use serde::{Deserialize, Serialize};

use docflow::{doc_state, Lifecycle, Rule};
use fabrica_core::ServiceError;

/// 100% expressed in basis points.
pub const MAX_TAX_RATE_BP: i64 = 10_000;

doc_state! {
    /// Lifecycle state of a sales invoice.
    ///
    /// ```text
    /// DRAFT → ISSUED → PARTIALLY_PAID → PAID
    ///         ISSUED → PAID
    ///         ISSUED → VOIDED
    /// DRAFT → CANCELLED
    /// ```
    pub enum InvoiceStatus {
        Draft = "DRAFT",
        Issued = "ISSUED",
        PartiallyPaid = "PARTIALLY_PAID",
        Paid = "PAID",
        Cancelled = "CANCELLED",
        Voided = "VOIDED",
    }
    terminal = [Paid, Cancelled, Voided];
}

#[derive(Debug, Clone, Serialize, Deserialize)]
#[serde(rename_all = "camelCase")]
pub struct InvoiceLine {
    pub description: String,
    pub quantity: i64,
    pub unit_price_cents: i64,
    #[serde(default)]
    pub tax_rate_bp: i64,
}

impl InvoiceLine {
    pub fn net_cents(&self) -> Result<i64, ServiceError> {
        self.quantity
            .checked_mul(self.unit_price_cents)
            .ok_or_else(|| {
                ServiceError::Validation(format!("line '{}' amount is too large", self.description))
            })
    }

    /// Line tax, rounded half-up to the cent.
    ///
    /// Computed in `i128`; with the rate capped at 100% the result never
    /// exceeds the net amount.
    pub fn tax_cents(&self) -> Result<i64, ServiceError> {
        let net = i128::from(self.net_cents()?);
        let bp = i128::from(self.tax_rate_bp);
        let max = i128::from(MAX_TAX_RATE_BP);
        i64::try_from((net * bp + max / 2) / max).map_err(|_| {
            ServiceError::Validation(format!("line '{}' tax is too large", self.description))
        })
    }
}

/// A payment applied to an invoice.
#[derive(Debug, Clone, Serialize, Deserialize)]
#[serde(rename_all = "camelCase")]
pub struct Payment {
    pub amount_cents: i64,
    #[serde(default, skip_serializing_if = "Option::is_none")]
    pub method: Option<String>,
    #[serde(default, skip_serializing_if = "Option::is_none")]
    pub reference: Option<String>,
    pub recorded_by: String,
    pub paid_at: String,
}

#[derive(Debug, Clone, Serialize, Deserialize)]
#[serde(rename_all = "camelCase")]
pub struct InvoiceData {
    pub customer_id: String,
    #[serde(default)]
    pub lines: Vec<InvoiceLine>,
    #[serde(default)]
    pub subtotal_cents: i64,
    #[serde(default)]
    pub tax_cents: i64,
    #[serde(default)]
    pub total_cents: i64,
    #[serde(default)]
    pub paid_cents: i64,
    #[serde(default, skip_serializing_if = "Option::is_none")]
    pub due_date: Option<String>,
    #[serde(default)]
    pub payments: Vec<Payment>,
    #[serde(default, skip_serializing_if = "Option::is_none")]
    pub void_reason: Option<String>,
}

impl InvoiceData {
    pub fn outstanding_cents(&self) -> i64 {
        self.total_cents - self.paid_cents
    }

    fn recompute_totals(&mut self) -> Result<(), ServiceError> {
        let too_large = || ServiceError::Validation("invoice total is too large".into());
        let mut subtotal: i64 = 0;
        let mut tax: i64 = 0;
        for line in &self.lines {
            subtotal = subtotal.checked_add(line.net_cents()?).ok_or_else(too_large)?;
            tax = tax.checked_add(line.tax_cents()?).ok_or_else(too_large)?;
        }
        self.subtotal_cents = subtotal;
        self.tax_cents = tax;
        self.total_cents = subtotal.checked_add(tax).ok_or_else(too_large)?;
        Ok(())
    }
}

pub struct Invoice;

impl Lifecycle for Invoice {
    type State = InvoiceStatus;
    type Data = InvoiceData;

    const KIND: &'static str = "sales.invoice";
    const NUMBER_PREFIX: &'static str = "INV";
    const CREATE_PERMISSION: &'static str = "sales:invoice:create";
    const READ_PERMISSION: &'static str = "sales:invoice:read";
    const UPDATE_PERMISSION: &'static str = "sales:invoice:update";
    const INITIAL: InvoiceStatus = InvoiceStatus::Draft;
    const EDITABLE: &'static [InvoiceStatus] = &[InvoiceStatus::Draft];
    const RULES: &'static [Rule<InvoiceStatus>] = &[
        Rule {
            action: "issue",
            from: &[InvoiceStatus::Draft],
            to: &[InvoiceStatus::Issued],
            permission: "sales:invoice:issue",
        },
        Rule {
            action: "pay",
            from: &[InvoiceStatus::Issued, InvoiceStatus::PartiallyPaid],
            to: &[InvoiceStatus::PartiallyPaid, InvoiceStatus::Paid],
            permission: "sales:invoice:pay",
        },
        Rule {
            action: "void",
            from: &[InvoiceStatus::Issued],
            to: &[InvoiceStatus::Voided],
            permission: "sales:invoice:void",
        },
        Rule {
            action: "cancel",
            from: &[InvoiceStatus::Draft],
            to: &[InvoiceStatus::Cancelled],
            permission: "sales:invoice:cancel",
        },
    ];

    /// Drafts carry no payments; totals always come from the lines.
    fn prepare(data: &mut InvoiceData) -> Result<(), ServiceError> {
        data.customer_id = data.customer_id.trim().to_string();
        if data.customer_id.is_empty() {
            return Err(ServiceError::Validation("customerId is required".into()));
        }
        for (i, line) in data.lines.iter().enumerate() {
            if line.quantity <= 0 {
                return Err(ServiceError::Validation(format!(
                    "line {} quantity must be positive",
                    i + 1
                )));
            }
            if line.unit_price_cents < 0 {
                return Err(ServiceError::Validation(format!(
                    "line {} price must not be negative",
                    i + 1
                )));
            }
            if !(0..=MAX_TAX_RATE_BP).contains(&line.tax_rate_bp) {
                return Err(ServiceError::Validation(format!(
                    "line {} tax rate must be within 0..={MAX_TAX_RATE_BP} bp",
                    i + 1
                )));
            }
        }
        data.paid_cents = 0;
        data.payments.clear();
        data.void_reason = None;
        data.recompute_totals()
    }
}

/// Body of `POST /invoices/{id}/@pay`.
#[derive(Debug, Clone, Serialize, Deserialize)]
#[serde(rename_all = "camelCase")]
pub struct PaymentRequest {
    pub amount_cents: i64,
    #[serde(default)]
    pub method: Option<String>,
    #[serde(default)]
    pub reference: Option<String>,
    #[serde(default)]
    pub note: Option<String>,
}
══════════════════════════════
■ **Task description**: The result is a copy of every line above where the word "quantity" shows up.

■ **Answer section**:
    pub quantity: i64,
        self.quantity
            if line.quantity <= 0 {
                    "line {} quantity must be positive",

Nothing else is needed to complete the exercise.